Due to South Sudan’s shoddy infrastructure, and the high price of fuel needed to run the generators that power the cell towers, it’s not uncommon for areas across the country to have little to no phone service. However, it usually comes and goes.
“This period it’s been off far longer than in the past,” says a source working in the area. “The opposition government has deliberately shut it off.”
This lack of access is preventing thousands of people from connecting with their families.
“I feel locked in,” says Barnaba Tipo, a resident of a nearby town. “I’d feel a lot calmer if I could speak to my wife and children and be informed,” he said.
For people like Aban, who have been recently estranged from their relatives, this second separation is making an already painful situation worse.
“I heard about it when I got here,” says Aban. “The situation is really bad and we need help.”
The opposition government says they have more pressing things to handle.
U.N. officials continue to warn that South Sudan is at risk of genocide. More than 50,000 people have been killed in the three-and-a half-year war. Renewed fighting this month in the town of Wau reported the deliberate killing of at least 16 civilians by government soldiers based on their ethnicity. But the government has denied such reports. As both sides squabble over who’s responsible, those suffering the most are the local populations caught in the crossfire.
”The phone network isn’t a priority for us,” says Yor, the acting governor of Aburoc. “The real issue is that there’s a genocide being committed by the government, and the world is silent.”
But access to a working cell phone has taken on new meaning when forced separation is so common and can be the difference between knowing if your family members are dead or alive.
As part of an initiative to help families communicate, the International Committee of the Red Cross offers “Thuraya phone days,” where individuals from surrounding areas can use the organization’s satellite phone to make three-minute calls to their relatives.

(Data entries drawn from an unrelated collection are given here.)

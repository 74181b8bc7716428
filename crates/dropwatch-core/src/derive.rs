//! Pure derivation from the settled inputs to the snapshot statistics.
//!
//! Amount fields substitute zero for an unsettled balance so a partial
//! snapshot is always renderable. Ratio fields are `None` ("undefined")
//! when their denominator is zero, when the quotient is not finite, or when
//! a balance they depend on has not settled successfully.

use crate::{Allocation, TokenAmount};
use serde::Serialize;

/// `(numerator, denominator)` of the projection multiples shown next to
/// the projected extra liquidity: 1.5× and 2×.
pub const PROJECTION_MULTIPLES: [(u128, u128, &str); 2] = [(3, 2, "1.5x"), (2, 1, "2x")];

/// Successfully settled inputs. `None` means pending or failed.
#[derive(Debug, Clone, Copy, Default, PartialEq)]
pub struct SnapshotInputs {
    pub hub: Option<TokenAmount>,
    pub bonded: Option<TokenAmount>,
    pub vault: Option<TokenAmount>,
    pub locker: Option<TokenAmount>,
    pub price: Option<f64>,
}

#[derive(Debug, Clone, PartialEq, Serialize)]
pub struct DerivedSnapshot {
    pub allocation: Allocation,
    pub total_claimed: TokenAmount,
    pub bridged_to_destination: TokenAmount,
    pub claimed_in_first_phases: TokenAmount,
    pub left_in_first_phases: TokenAmount,
    pub left_total: TokenAmount,
    pub percent_claimed_first_phases: Option<f64>,
    pub percent_claimed_all: Option<f64>,
    pub bonded_over_claimed: Option<f64>,
    /// Unclamped bridged / claimed-in-first-phases heuristic.
    pub bridge_ratio: Option<f64>,
    pub projected_extra_liquidity: TokenAmount,
    pub price: Option<f64>,
}

/// Map any float into `[0, 1]`: NaN to 0, everything else to the nearest bound.
pub fn clamp01(x: f64) -> f64 {
    if x.is_nan() {
        return 0.0;
    }
    x.clamp(0.0, 1.0)
}

pub fn derive(inputs: &SnapshotInputs, allocation: &Allocation) -> DerivedSnapshot {
    let zero = TokenAmount::ZERO;
    let hub = inputs.hub.unwrap_or(zero);
    let vault = inputs.vault.unwrap_or(zero);
    let locker = inputs.locker.unwrap_or(zero);

    let total = allocation.total_allocated;
    let claimable = allocation.claimable_first_phases;

    let total_claimed = total.saturating_sub(vault.saturating_add(locker));
    let bridged_to_destination = total.saturating_sub(hub);
    let claimed_in_first_phases = total_claimed.min(claimable);
    let left_in_first_phases = claimable.saturating_sub(total_claimed);
    let left_total = total.saturating_sub(total_claimed);

    let claimed_known = inputs.vault.is_some() && inputs.locker.is_some();

    let percent_claimed_first_phases = claimed_known
        .then(|| claimed_in_first_phases.ratio_to(claimable))
        .flatten();
    let percent_claimed_all = claimed_known
        .then(|| total_claimed.ratio_to(total))
        .flatten();
    let bonded_over_claimed = match inputs.bonded {
        Some(bonded) if claimed_known => bonded.ratio_to(total_claimed),
        _ => None,
    };
    let bridge_ratio = (claimed_known && inputs.hub.is_some())
        .then(|| bridged_to_destination.ratio_to(claimed_in_first_phases))
        .flatten();

    let projected_extra_liquidity =
        left_in_first_phases.mul_ratio(bridge_ratio.map_or(0.0, clamp01));

    DerivedSnapshot {
        allocation: *allocation,
        total_claimed,
        bridged_to_destination,
        claimed_in_first_phases,
        left_in_first_phases,
        left_total,
        percent_claimed_first_phases,
        percent_claimed_all,
        bonded_over_claimed,
        bridge_ratio,
        projected_extra_liquidity,
        price: inputs.price.filter(|p| p.is_finite()),
    }
}

impl DerivedSnapshot {
    /// Projected extra liquidity at each of [`PROJECTION_MULTIPLES`].
    pub fn projection_multiples(&self) -> [(&'static str, TokenAmount); 2] {
        PROJECTION_MULTIPLES
            .map(|(num, den, label)| (label, self.projected_extra_liquidity.scale(num, den)))
    }

    /// `amount × price`, undefined without a price.
    pub fn fiat_value(&self, amount: TokenAmount) -> Option<f64> {
        self.price
            .map(|p| amount.to_f64_tokens() * p)
            .filter(|v| v.is_finite())
    }
}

“There’s a huge demand,” says Katie Weir, an ICRC field delegate. “We go through hundreds of calls a day.”
But these events only take place every few weeks, with only a few phones servicing thousands of individuals desperate to connect. The lines are so long that people often tire of waiting and give up.
Aban says she plans to try to speak with her sister the next time ICRC makes its satellite phones available. She wants her to check in on their ailing mother.
“No one is there to give her food,” says Aban. “She can’t take care of herself,” she pauses before continuing. “My mother’s most likely dead.”
Sam Mednick is a freelance journalist currently based in South Sudan.